2. Wie viel Abwasser fällt bis dahin an, wenn wir von einer maximalen Auslastung des Betriebes zum Zeitpunkt des Schadeneintritts ausgehen?

3. Wie viele Tiere befinden sich im ungünstigsten Fall auf den noch nicht entladenen Transporten auf dem Firmengelände?

4. Wie viele Transporte werden noch nach dem Eintreten des Störfalls eintreffen, weil deren Fahrer nicht mehr informiert werden konnten?

5. Um wie viel verlängert sich die Zeit bis zum Ende aller Abwasser produzierenden Prozesse, wenn noch die Schweine aus der Viehhalle und von den Lkws geschlachtet werden?

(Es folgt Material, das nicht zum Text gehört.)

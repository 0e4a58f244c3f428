// =============================================================================
// Adaptive learning (P5) — close the loop from outcomes to parameters
// =============================================================================
//
// Staged by recorded volume:
//
//   COLLECTING            — below `min_signals_for_learning`: metrics only.
//   PATTERN DISCOVERY     — every `pattern_discovery_interval` outcomes:
//                           cluster, surface patterns, nudge per-strategy
//                           weights. No global parameter change.
//   PARAMETER OPTIMIZATION— every `optimization_interval` outcomes: evaluate
//                           perturbations under time-decayed performance and
//                           publish a new ParameterSet version on a win.
//
// The cycle back to P1 is broken through time: P5 publishes versions into
// the store; P1 and P3 pick them up on their next operation.
// =============================================================================

pub mod history;
pub mod optimizer;
pub mod patterns;

use std::collections::HashMap;
use std::sync::Arc;

use parking_lot::Mutex;
use tracing::{debug, info};

use crate::config::LearningConfig;
use crate::metrics::PipelineMetrics;
use crate::params::{Consumer, OverlayScope, ParamOverlay, ParamValue, ParameterSet, ParameterStore};
use crate::types::{OutcomeRecord, RegimeLabel};

use history::SignalHistory;

/// Which stage one `record` call executed.
#[derive(Debug, Clone, Copy, PartialEq, Eq)]
pub enum LearningStage {
    /// Below the learning floor, or between cadence points.
    Collecting,
    PatternDiscovery,
    Optimization,
}

/// The P5 engine.
pub struct AdaptiveLearner {
    cfg: LearningConfig,
    history: Arc<SignalHistory>,
    params: Arc<ParameterStore>,
    metrics: Arc<PipelineMetrics>,
    strategy_weights: Mutex<HashMap<String, f64>>,
}

impl AdaptiveLearner {
    pub fn new(
        cfg: LearningConfig,
        history: Arc<SignalHistory>,
        params: Arc<ParameterStore>,
        metrics: Arc<PipelineMetrics>,
    ) -> Self {
        Self {
            cfg,
            history,
            params,
            metrics,
            strategy_weights: Mutex::new(HashMap::new()),
        }
    }

    /// Ingest one outcome. Idempotent by candidate id: a duplicate changes
    /// nothing, including parameter transitions.
    pub fn record(&self, outcome: OutcomeRecord, now_ms: i64) -> LearningStage {
        use std::sync::atomic::Ordering::Relaxed;

        if !self.history.append(outcome) {
            self.metrics.outcomes_duplicate.fetch_add(1, Relaxed);
            return LearningStage::Collecting;
        }
        self.metrics.outcomes_recorded.fetch_add(1, Relaxed);

        let total = self.history.len();
        if total < self.cfg.min_signals_for_learning {
            return LearningStage::Collecting;
        }

        if self.cfg.optimization_interval > 0 && total % self.cfg.optimization_interval == 0 {
            self.run_optimization(now_ms);
            return LearningStage::Optimization;
        }

        if self.cfg.pattern_discovery_interval > 0
            && total % self.cfg.pattern_discovery_interval == 0
        {
            self.run_pattern_discovery();
            return LearningStage::PatternDiscovery;
        }

        LearningStage::Collecting
    }

    /// The ACTIVE parameter set for `consumer`.
    pub fn current_parameters(&self, consumer: Consumer) -> (u64, Arc<ParameterSet>) {
        self.params.get(consumer)
    }

    /// Publish a set directly (operator path); subscribers are notified by
    /// the store.
    pub fn publish(&self, set: ParameterSet) -> anyhow::Result<u64> {
        let version = self.params.put(set)?;
        self.metrics
            .parameter_versions_published
            .fetch_add(1, std::sync::atomic::Ordering::Relaxed);
        Ok(version)
    }

    /// Current internal weight for a strategy (1.0 until learned otherwise).
    pub fn strategy_weight(&self, strategy: &str) -> f64 {
        self.strategy_weights
            .lock()
            .get(strategy)
            .copied()
            .unwrap_or(1.0)
    }

    // -------------------------------------------------------------------
    // Stages
    // -------------------------------------------------------------------

    fn run_pattern_discovery(&self) {
        use std::sync::atomic::Ordering::Relaxed;

        let window = self.history.recent(self.cfg.pattern_discovery_interval * 2);
        let found = patterns::discover(
            &window,
            self.cfg.pattern_min_samples,
            self.cfg.pattern_min_success,
        );
        if found.is_empty() {
            debug!("pattern discovery: nothing above thresholds");
            return;
        }
        self.metrics
            .patterns_discovered
            .fetch_add(found.len() as u64, Relaxed);

        let mut weights = self.strategy_weights.lock();
        patterns::adjust_strategy_weights(&mut weights, &found, &window);
        info!(
            patterns = found.len(),
            strategies = weights.len(),
            "pattern discovery adjusted strategy weights"
        );
    }

    fn run_optimization(&self, now_ms: i64) {
        use std::sync::atomic::Ordering::Relaxed;

        let window = self.history.recent(self.cfg.optimization_interval * 2);
        let (version, current) = self.params.get(Consumer::SignalGen);

        let adjustments =
            optimizer::propose_adjustments(&current, &window, &self.cfg, now_ms);
        let overlays = self.propose_regime_overlays(&current, &window, now_ms);

        if adjustments.is_empty() && overlays.is_empty() {
            debug!(version, "optimization pass adopted nothing");
            return;
        }

        let mut next = (*current).clone();
        next.created_at_ms = now_ms;
        for adj in &adjustments {
            next.parameters
                .insert(adj.parameter.clone(), ParamValue::Number(adj.to));
        }
        for overlay in overlays {
            // Replace any previous overlay with the same scope.
            next.overlays.retain(|o| o.scope != overlay.scope);
            next.overlays.push(overlay);
        }

        match self.params.put(next) {
            Ok(new_version) => {
                self.metrics
                    .parameter_versions_published
                    .fetch_add(1, Relaxed);
                info!(
                    from_version = version,
                    new_version,
                    adjustments = adjustments.len(),
                    "optimization published parameter set"
                );
            }
            Err(e) => {
                // The previous ACTIVE set simply remains.
                tracing::warn!(error = %e, "failed to publish optimized parameter set");
            }
        }
    }

    /// Regime-scoped refinements: when one regime's outcomes support a
    /// different threshold than the global one, emit an overlay instead of
    /// moving the base value.
    fn propose_regime_overlays(
        &self,
        current: &ParameterSet,
        window: &[OutcomeRecord],
        now_ms: i64,
    ) -> Vec<ParamOverlay> {
        let mut overlays = Vec::new();
        for regime in [
            RegimeLabel::TrendingBull,
            RegimeLabel::TrendingBear,
            RegimeLabel::RangeBound,
            RegimeLabel::HighVolatility,
        ] {
            let subset: Vec<OutcomeRecord> = window
                .iter()
                .filter(|r| r.regime == regime)
                .cloned()
                .collect();
            if subset.len() < self.cfg.min_signals_for_learning {
                continue;
            }
            let adjustments =
                optimizer::propose_adjustments(current, &subset, &self.cfg, now_ms);
            if adjustments.is_empty() {
                continue;
            }
            let mut parameters = HashMap::new();
            for adj in adjustments {
                parameters.insert(adj.parameter, ParamValue::Number(adj.to));
            }
            debug!(regime = %regime, overlays = parameters.len(), "regime overlay proposed");
            overlays.push(ParamOverlay {
                scope: OverlayScope {
                    category: None,
                    regime: Some(regime),
                },
                parameters,
            });
        }
        overlays
    }
}

// ---------------------------------------------------------------------------
// Tests
// ---------------------------------------------------------------------------

#[cfg(test)]
mod tests {
    use super::*;
    use crate::params;
    use crate::types::ClosureReason;

    const NOW: i64 = 1_700_000_000_000;

    fn learner(cfg: LearningConfig) -> AdaptiveLearner {
        AdaptiveLearner::new(
            cfg,
            Arc::new(SignalHistory::in_memory()),
            Arc::new(ParameterStore::in_memory()),
            Arc::new(PipelineMetrics::new()),
        )
    }

    fn outcome(id: &str, confidence: f64, pnl: f64) -> OutcomeRecord {
        OutcomeRecord {
            candidate_id: id.into(),
            position_id: None,
            reason: if pnl > 0.0 {
                ClosureReason::TakeProfit
            } else {
                ClosureReason::StopLoss
            },
            pnl_pct: pnl,
            hold_duration_ms: 60_000,
            features: HashMap::from([
                ("signal_confidence".to_string(), confidence),
                ("rsi_14".to_string(), 25.0),
            ]),
            regime: RegimeLabel::RangeBound,
            strategy: "rsi_reversal".into(),
            symbol: "BTCUSDT".into(),
            closed_at_ms: NOW - 3_600_000,
        }
    }

    #[test]
    fn collecting_below_learning_floor() {
        let l = learner(LearningConfig::default());
        for i in 0..49 {
            let stage = l.record(outcome(&format!("c{i}"), 0.8, 1.0), NOW);
            assert_eq!(stage, LearningStage::Collecting);
        }
        assert_eq!(l.current_parameters(Consumer::SignalGen).0, 0);
    }

    #[test]
    fn pattern_discovery_fires_on_interval() {
        let l = learner(LearningConfig::default());
        let mut last_stage = LearningStage::Collecting;
        for i in 0..50 {
            last_stage = l.record(outcome(&format!("c{i}"), 0.8, 1.0), NOW);
        }
        assert_eq!(last_stage, LearningStage::PatternDiscovery);
        // All winners: rsi_reversal's weight drifted up.
        assert!(l.strategy_weight("rsi_reversal") > 1.0);
        assert!((l.strategy_weight("unknown") - 1.0).abs() < 1e-12);
        // Pattern discovery never publishes parameters.
        assert_eq!(l.current_parameters(Consumer::SignalGen).0, 0);
    }

    #[test]
    fn duplicate_outcomes_cause_no_transitions() {
        let mut cfg = LearningConfig::default();
        cfg.min_signals_for_learning = 2;
        cfg.pattern_discovery_interval = 2;
        let l = learner(cfg);

        l.record(outcome("a", 0.8, 1.0), NOW);
        // 49 duplicates of the same id: the store must not advance.
        for _ in 0..49 {
            let stage = l.record(outcome("a", 0.8, 1.0), NOW);
            assert_eq!(stage, LearningStage::Collecting);
        }
        assert_eq!(l.history.len(), 1);
        assert_eq!(l.metrics.snapshot().outcomes_duplicate, 49);
    }

    /// The seed learning scenario: enough outcomes where low-confidence
    /// signals lose, so optimization raises the threshold and publishes.
    #[test]
    fn optimization_publishes_improved_threshold() {
        let mut cfg = LearningConfig::default();
        cfg.min_signals_for_learning = 50;
        cfg.optimization_interval = 200;
        let l = learner(cfg);

        let mut last_stage = LearningStage::Collecting;
        for i in 0..250 {
            // Low-confidence losers, high-confidence winners.
            let (conf, pnl) = if i % 2 == 0 { (0.62, -1.0) } else { (0.90, 1.2) };
            last_stage = l.record(outcome(&format!("c{i}"), conf, pnl), NOW);
        }
        // The 200th outcome triggered optimization.
        assert_eq!(l.metrics.snapshot().parameter_versions_published, 1);

        let (version, set) = l.current_parameters(Consumer::SignalGen);
        assert_eq!(version, 1);
        let threshold = set.num(params::CONFIDENCE_THRESHOLD).unwrap();
        assert!(threshold > 0.60, "threshold should have risen, got {threshold}");

        // Subscribers saw the publish.
        let rx = l.params.subscribe(Consumer::SignalGen);
        assert_eq!(*rx.borrow(), 1);
        let _ = last_stage;
    }

    #[test]
    fn optimization_without_signal_keeps_active_set() {
        let mut cfg = LearningConfig::default();
        cfg.min_signals_for_learning = 10;
        cfg.optimization_interval = 20;
        let l = learner(cfg);

        // Uniform coin-flip outcomes: nothing to adopt.
        for i in 0..40 {
            let pnl = if i % 2 == 0 { 1.0 } else { -1.0 };
            l.record(outcome(&format!("c{i}"), 0.9, pnl), NOW);
        }
        assert_eq!(l.metrics.snapshot().parameter_versions_published, 0);
        assert_eq!(l.current_parameters(Consumer::Policy).0, 0);
    }
}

6. Um wie viel vergrößert sich dadurch die Abwassermenge?

7. Wie viel Abwasser kann auf dem Firmengelände sachgemäß zwischengelagert werden?

8. Welche zugelassenen Transportkapazitäten stehen im Störfall wie schnell zur Verfügung, um das Abwasser zur kommunalen Kläranlage zu bringen?

9. Ist die Kläranlage der Stadt Rheda-Wiedenbrück technisch und personell darauf eingerichtet, diese Menge in der gegebenen Zeit einer vorschriftsmäßigen Reinigung zuzuführen?

10. Zu welchen verkehrstechnischen Problemen führt der Pendelverkehr zwischen Schlachtfabrik und Kläranlage?

11. Mit welchen weiteren durch den Störfall bedingten Belastungen müssen die Anwohner*innen rechnen?

 

Ebenso unbelegt ist die Aussage im „Störfallkonzept für die Druckrohrleitung“ über die „Gewährleistung der Umleitung weiterer Schlachttiere auf andere Schlachthöfe“. Bei der zugesagten Wiederherstellung der Abwasserleitung innerhalb von 24 bis 48 h müssten bis zu 60.000 Tiere „umgeleitet“ werden, das sind über 300 Tiertransporte.

12. Welche freien Schlachthofkapazitäten stehen in welcher Entfernung zur Verfügung um die Kapazitäten des größten Schlachthofes Europas aufzufangen?

13. Gibt es überhaupt ausreichend Transportmöglichkeiten, wenn bei Tönnies keine Tiere mehr entladen werden oder bleiben die Mastbetriebe auf ihren Schweinen sitzen?

14. Was ist mit den Fahrern der Tiertransporte? Können sie bei zusätzlichen Fahrten ihre Lenkzeiten einhalten und zugleich die Gesetze und Vorschriften zum Schutz der Tiere beachten? Können sie die Wasserversorgung der Tiere sicherstellen?

15. Und was ist mit den Mitarbeiterinnen und Mitarbeitern im Betrieb, wenn die Produktion wegen einem Störfall eingestellt wird? Zahlen sie für die Versäumnisse von Geschäftsleitung und Politik mit Lohneinbußen?

 

Bevor nicht all diese Fragen zufriedenstellend beantwortet sind, ist den Planungen die Zustimmung zu verweigern! Alle von uns bisher gemachten Einwendungen behalten ihre Gültigkeit!

 

Wir beantragen hiermit, dass die Weitergabe unserer personenbezogenen Daten an Dritte nur mit unserem Einverständnis oder anonymisiert geschieht. Wir bitten Sie, uns dieses schriftlich zusammen mit der Eingangsbestätigung unserer Einwendung zu bestätigen. Wir bitten im Genehmigungsfall um Zustellung eines Duplikats des Genehmigungsbeschlusses vorbehaltlich weiterer Schritte.